Onder de naam ‘Europa, best belangrijk’ ging in 2004 een grootse publiekscampagne van start. Met dit motto is niets teveel gezegd. De EU kan een grote hoeveelheid bindende regels opleggen aan Nederland over allerlei onderwerpen. En dat doet ze ook. Een groot deel van nieuwe wetgeving is verplichte nationale omzetting van Brusselse regels. Veel partijen roepen dat dit wel een tandje minder mag.
Hoe komt het dat de EU zoveel invloed heeft gekregen op ons politieke bestel en op onze wetgeving? Heel eenvoudig doordat de Staten-Generaal wetgevende bevoegdheden aan Brussel heeft overgedragen. Dat is al gebeurd bij het Verdrag van Rome (1957), het oprichtingsverdrag van de EEG. En het herhaalde zich bij de vele daarop volgende verdragen. Stapsgewijs sneed de Nederlandse wetgever in haar wetgevende bevoegdheden.
Onze Grondwet bepaalt dat internationale verdragen door de Staten-Generaal met een gewone meerderheid aangenomen kunnen worden. Alleen wanneer een verdrag op bepaalde punten strijdig is met de Grondwet of tot aanpassing daarvan dwingt, is een twee derde meerderheid nodig voor de parlementaire goedkeuring. Die bepaling is echter nooit gebruikt voor de stemming over één van de genoemde Europese verdragen.
Dat is naar de letter van de huidige grondwetsbepaling begrijpelijk. Maar gelet op de grote invloed van de achtereenvolgende verdragen voor ons constitutionele bestel merkwaardig.
De enorme doorwerking van de Europese verdragen in onze rechtsorde vormt voldoende reden om een hogere drempel in te voeren voor de goedkeuring van Europese verdragen. Zoals dat ook in verschillende EU-lidstaten gebruikelijk is (Duitsland, Frankrijk, Oostenrijk e.a.).

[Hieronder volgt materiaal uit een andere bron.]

impl GrounderEventHandler for DefaultGrounderEventHandler {
    fn on_action_cache_hit(&mut self) {
        self.statistics.action_cache_hits += 1;
    }
    fn on_action_cache_miss(&mut self) {
        self.statistics.action_cache_misses += 1;
    }
    fn on_axiom_cache_hit(&mut self) {
        self.statistics.axiom_cache_hits += 1;
    }
    fn on_axiom_cache_miss(&mut self) {
        self.statistics.axiom_cache_misses += 1;
    }
    fn on_statically_inapplicable(&mut self) {
        self.statistics.num_statically_inapplicable += 1;
    }
    fn statistics(&self) -> &GrounderStatistics {
        &self.statistics
    }
}

/// Counts and traces every miss.
#[derive(Debug, Default)]
pub struct DebugGrounderEventHandler {
    statistics: GrounderStatistics,
}

impl GrounderEventHandler for DebugGrounderEventHandler {
    fn on_action_cache_hit(&mut self) {
        self.statistics.action_cache_hits += 1;
    }
    fn on_action_cache_miss(&mut self) {
        self.statistics.action_cache_misses += 1;
        tracing::trace!("grounded a new action");
    }
    fn on_axiom_cache_hit(&mut self) {
        self.statistics.axiom_cache_hits += 1;
    }
    fn on_axiom_cache_miss(&mut self) {
        self.statistics.axiom_cache_misses += 1;
        tracing::trace!("grounded a new axiom");
    }
    fn on_statically_inapplicable(&mut self) {
        self.statistics.num_statically_inapplicable += 1;
        tracing::trace!("binding rejected on static precondition");
    }
    fn statistics(&self) -> &GrounderStatistics {
        &self.statistics
    }
}

pub struct Grounder {
    actions: Vec<GroundAction>,
    action_index: HashMap<(u32, Vec<u32>), u32>,
    axioms: Vec<GroundAxiom>,
    axiom_index: HashMap<(u32, Vec<u32>), u32>,
    /// Two-level ground-literal cache: per lifted literal, keyed by the
    /// subsequence of the binding the literal's parameters select.
    literal_cache: PerKind<Vec<HashMap<Vec<u32>, GroundLiteral>>>,
    event_handler: Box<dyn GrounderEventHandler>,
}

impl Grounder {
    pub fn new(event_handler: Box<dyn GrounderEventHandler>) -> Self {
        Grounder {
            actions: Vec::new(),
            action_index: HashMap::new(),
            axioms: Vec::new(),
            axiom_index: HashMap::new(),
            literal_cache: PerKind::default(),
            event_handler,
        }
    }

    pub fn action(&self, index: u32) -> &GroundAction {
        &self.actions[index as usize]
    }

    pub fn actions(&self) -> &[GroundAction] {
        &self.actions
    }

    pub fn num_actions(&self) -> usize {
        self.actions.len()
    }

    pub fn axiom(&self, index: u32) -> &GroundAxiom {
        &self.axioms[index as usize]
    }

    pub fn axioms(&self) -> &[GroundAxiom] {
        &self.axioms
    }

    pub fn statistics(&self) -> &GrounderStatistics {
        self.event_handler.statistics()
    }

    /// Ground a literal under a binding, through the two-level cache.
    pub fn ground_literal(
        &mut self,
        pool: &mut IrPool,
        kind: Kind,
        literal_index: u32,
        binding: &[u32],
    ) -> GroundLiteral {
        let tables = self.literal_cache.get_mut(kind);
        if tables.len() <= literal_index as usize {
            tables.resize_with(literal_index as usize + 1, HashMap::new);
        }

        let literal = pool.literals.get(kind).get(literal_index).clone();
        let key: Vec<u32> = literal
            .terms
            .iter()
            .filter_map(|term| match term {
                Term::Param(position) => Some(binding[*position as usize]),
                Term::Object(_) => None,
            })
            .collect();

        if let Some(&ground) = tables[literal_index as usize].get(&key) {
            return ground;
        }

        let objects = Problem::ground_terms(&literal.terms, binding);
        let atom = pool.ground_atom(kind, literal.predicate, objects);
        let ground = GroundLiteral {
            atom,
            negated: literal.negated,
        };
        self.literal_cache.get_mut(kind)[literal_index as usize].insert(key, ground);
        ground
    }

    /// Ground a condition's dynamic part; `None` iff a static literal or
    /// a fixed numeric constraint is violated under the binding.
    fn ground_condition(
        &mut self,
        pool: &mut IrPool,
        condition: &ConjunctiveCondition,
        binding: &[u32],
        statics: &Bitset,
        static_values: &[(u32, f64)],
    ) -> Option<GroundCondition> {
        for &literal_index in &condition.statics {
            let ground = self.ground_literal(pool, Kind::Static, literal_index, binding);
            if statics.get(ground.atom as usize) == ground.negated {
                return None;
            }
        }

        let mut out = GroundCondition::default();
        for &literal_index in &condition.fluents {
            let ground = self.ground_literal(pool, Kind::Fluent, literal_index, binding);
            if ground.negated {
                out.fluent_neg.set(ground.atom as usize);
            } else {
                out.fluent_pos.set(ground.atom as usize);
            }
        }
        for &literal_index in &condition.deriveds {
            let ground = self.ground_literal(pool, Kind::Derived, literal_index, binding);
            if ground.negated {
                out.derived_neg.set(ground.atom as usize);
            } else {
                out.derived_pos.set(ground.atom as usize);
            }
        }

        for constraint in &condition.numerics {
            let lhs = ground_numeric_expr(pool, &constraint.lhs, binding);
            let rhs = ground_numeric_expr(pool, &constraint.rhs, binding);
            let ground = GroundNumericConstraint {
                op: constraint.op,
                lhs,
                rhs,
            };
            // A constraint over constants and static functions is fixed:
            // discharge it now instead of re-evaluating per state.
            if let Some(value) = eval_fixed_constraint(pool, &ground, static_values) {
                if !value {
                    return None;
                }
            } else {
                out.numerics.push(ground);
            }
        }
        Some(out)
    }

    fn ground_effect(
        &mut self,
        pool: &mut IrPool,
        effect: &ConjunctiveEffect,
        binding: &[u32],
    ) -> GroundEffect {
        let mut out = GroundEffect::default();
        for &literal_index in &effect.fluents {
            let ground = self.ground_literal(pool, Kind::Fluent, literal_index, binding);
            if ground.negated {
                out.delete.set(ground.atom as usize);
            } else {
                out.add.set(ground.atom as usize);
            }
        }
        for numeric in &effect.numerics {
            let objects = Problem::ground_terms(&numeric.terms, binding);
            let fterm = pool.fterms.intern((numeric.function, objects));
            out.numerics.push(GroundNumericEffect {
                op: numeric.op,
                fterm,
                amount: ground_numeric_expr(pool, &numeric.amount, binding),
            });
        }
        out
    }

    /// Ground an action for a binding, memoised by `(schema, binding)`.
    /// `Ok(None)` means the binding is statically inapplicable.
    pub fn ground_action(
        &mut self,
        pool: &mut IrPool,
        schema: &ActionSchema,
        binding: &[u32],
        statics: &Bitset,
        static_values: &[(u32, f64)],
    ) -> PlannerResult<Option<u32>> {
        let key = (schema.index, binding.to_vec());
        if let Some(&index) = self.action_index.get(&key) {
            self.event_handler.on_action_cache_hit();
            return Ok(Some(index));
        }

        let Some(precondition) =
            self.ground_condition(pool, &schema.precondition, binding, statics, static_values)
        else {
            self.event_handler.on_statically_inapplicable();
            return Ok(None);
        };

        let effect = self.ground_effect(pool, &schema.effect, binding);
        let mut conditional_effects = Vec::new();
        for ce in &schema.conditional_effects {
            self.ground_conditional_effects(
                pool,
                schema.arity(),
                ce,
                binding,
                statics,
                static_values,
                &mut conditional_effects,
            )?;
        }

        let index = u32::try_from(self.actions.len())
            .map_err(|_| PlannerError::Capacity("ground action index space"))?;
        self.actions.push(GroundAction {
            index,
            schema: schema.index,
            binding: key.1.clone(),
            precondition,
            effect,
            conditional_effects,
        });
        self.action_index.insert(key, index);
        self.event_handler.on_action_cache_miss();
        Ok(Some(index))
    }

    /// Expand one lifted conditional effect into its ground instances.
    /// Quantified parameters range over all objects; instances whose
    /// condition is statically impossible are dropped.
    fn ground_conditional_effects(
        &mut self,
        pool: &mut IrPool,
        schema_arity: usize,
        ce: &crate::pddl::ir::ConditionalEffect,
        binding: &[u32],
        statics: &Bitset,
        static_values: &[(u32, f64)],
        out: &mut Vec<GroundConditionalEffect>,
    ) -> PlannerResult<()> {
        debug_assert_eq!(binding.len(), schema_arity);
        let num_objects = pool.objects.len() as u32;

        let mut extended: Vec<u32> = Vec::with_capacity(schema_arity + ce.arity);
        let extensions: Vec<Vec<u32>> = if ce.arity == 0 {
            vec![Vec::new()]
        } else {
            (0..ce.arity)
                .map(|_| 0..num_objects)
                .multi_cartesian_product()
                .collect()
        };

        for extension in extensions {
            extended.clear();
            extended.extend_from_slice(binding);
            extended.extend_from_slice(&extension);

            let Some(condition) =
                self.ground_condition(pool, &ce.condition, &extended, statics, static_values)
            else {
                continue;
            };

            let effect = self.ground_effect(pool, &ce.effect, &extended);
            for atom in effect.add.iter_ones() {
                out.push(GroundConditionalEffect {
                    condition: condition.clone(),
                    effect: GroundSimpleEffect::Literal {
                        negated: false,
                        atom: atom as u32,
                    },
                });
            }
            for atom in effect.delete.iter_ones() {
                out.push(GroundConditionalEffect {
                    condition: condition.clone(),
                    effect: GroundSimpleEffect::Literal {
                        negated: true,
                        atom: atom as u32,
                    },
                });
            }
            for numeric in effect.numerics {
                out.push(GroundConditionalEffect {
                    condition: condition.clone(),
                    effect: GroundSimpleEffect::Numeric(numeric),
                });
            }
        }
        Ok(())
    }

    /// Ground an axiom for a binding, memoised by `(schema, binding)`.
    pub fn ground_axiom(
        &mut self,
        pool: &mut IrPool,
        schema: &AxiomSchema,
        binding: &[u32],
        statics: &Bitset,
        static_values: &[(u32, f64)],
    ) -> PlannerResult<Option<u32>> {
        let key = (schema.index, binding.to_vec());
        if let Some(&index) = self.axiom_index.get(&key) {
            self.event_handler.on_axiom_cache_hit();
            return Ok(Some(index));
        }

        let Some(precondition) =
            self.ground_condition(pool, &schema.body, binding, statics, static_values)
        else {
            self.event_handler.on_statically_inapplicable();
            return Ok(None);
        };

        let head = self
            .ground_literal(pool, Kind::Derived, schema.head, binding)
            .atom;

        let index = u32::try_from(self.axioms.len())
            .map_err(|_| PlannerError::Capacity("ground axiom index space"))?;
        self.axioms.push(GroundAxiom {
            index,
            schema: schema.index,
            binding: key.1.clone(),
            precondition,
            head,
        });
        self.axiom_index.insert(key, index);
        self.event_handler.on_axiom_cache_miss();
        Ok(Some(index))
    }
}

Het is een grote onevenwichtigheid, dat zonder enige extra waarborg de helft-plus-een kan besluiten tot vergaande overdracht van bevoegdheden, die de nationale soevereiniteit uitholt.
Het hanteren van een gekwalificeerde meerderheid kan deze weeffout herstellen. Dit impliceert dat de Grondwet zo gewijzigd moet worden dat voor goedkeuring van verdragen waarop de Europese Unie is gegrondvest voortaan een twee derde meerderheid is vereist. Het hanteren van een drempel van twee derde staat symbool voor de erkenning dat Europese verdragen vanwege hun grote invloed op ons constitutionele bestel alleen met een breed draagvlak in de volksvertegenwoordiging goedgekeurd kunnen worden.
Deze benadering sluit aan bij de bestaande gekwalificeerde meerderheidseis van art. 91 van onze grondwet voor verdragen die tot afwijking van de Grondwet nopen. Bovendien past zo’n eis beter bij onze representatieve democratie dan een referendum. Een bijkomend voordeel is dat het eenvoudig uitvoerbaar is en het wetgevingsproces niet langer maakt. Om deze redenen heeft deze ‘route’ de voorkeur boven het verplicht voorschrijven van een referendum, of het bewandelen van de gewone procedure voor Grondwetswijziging.
In het initiatiefwetsvoorstel van de SGP, dat thans aan de Tweede Kamer voor de eindstemming is voorgelegd, wordt voorgesteld om de verhoogde drempel in de Grondwet voor te schrijven voor elk nieuw constituerend Europees verdrag én voor elk verdrag dat de uitbreiding met nieuwe lidstaten mogelijk maakt. Daarmee wordt tot uitdrukking gebracht, dat de overdracht van bevoegdheden aan de Unie én de uitbreiding van het rechtsgebied van de Unie ingrijpende beslissingen zijn. De mogelijk toekomstige toetreding van Turkije is van dat laatste een helder voorbeeld. Maar uiteraard moeten we hier ook denken aan allerlei voornemens richting een politieke unie.
Deze verhoogde drempel zal de regering stimuleren om bij de onderhandelingen over een nieuw verdrag het onderste uit de kan te halen voor Nederland. En het zal de volksvertegenwoordiging erbij bepalen dat instemming met Europese verdragen geen vanzelfsprekendheid is, maar op een weloverwogen keus moet berusten. Kortom: zo’n verhoogde drempel, best belangrijk.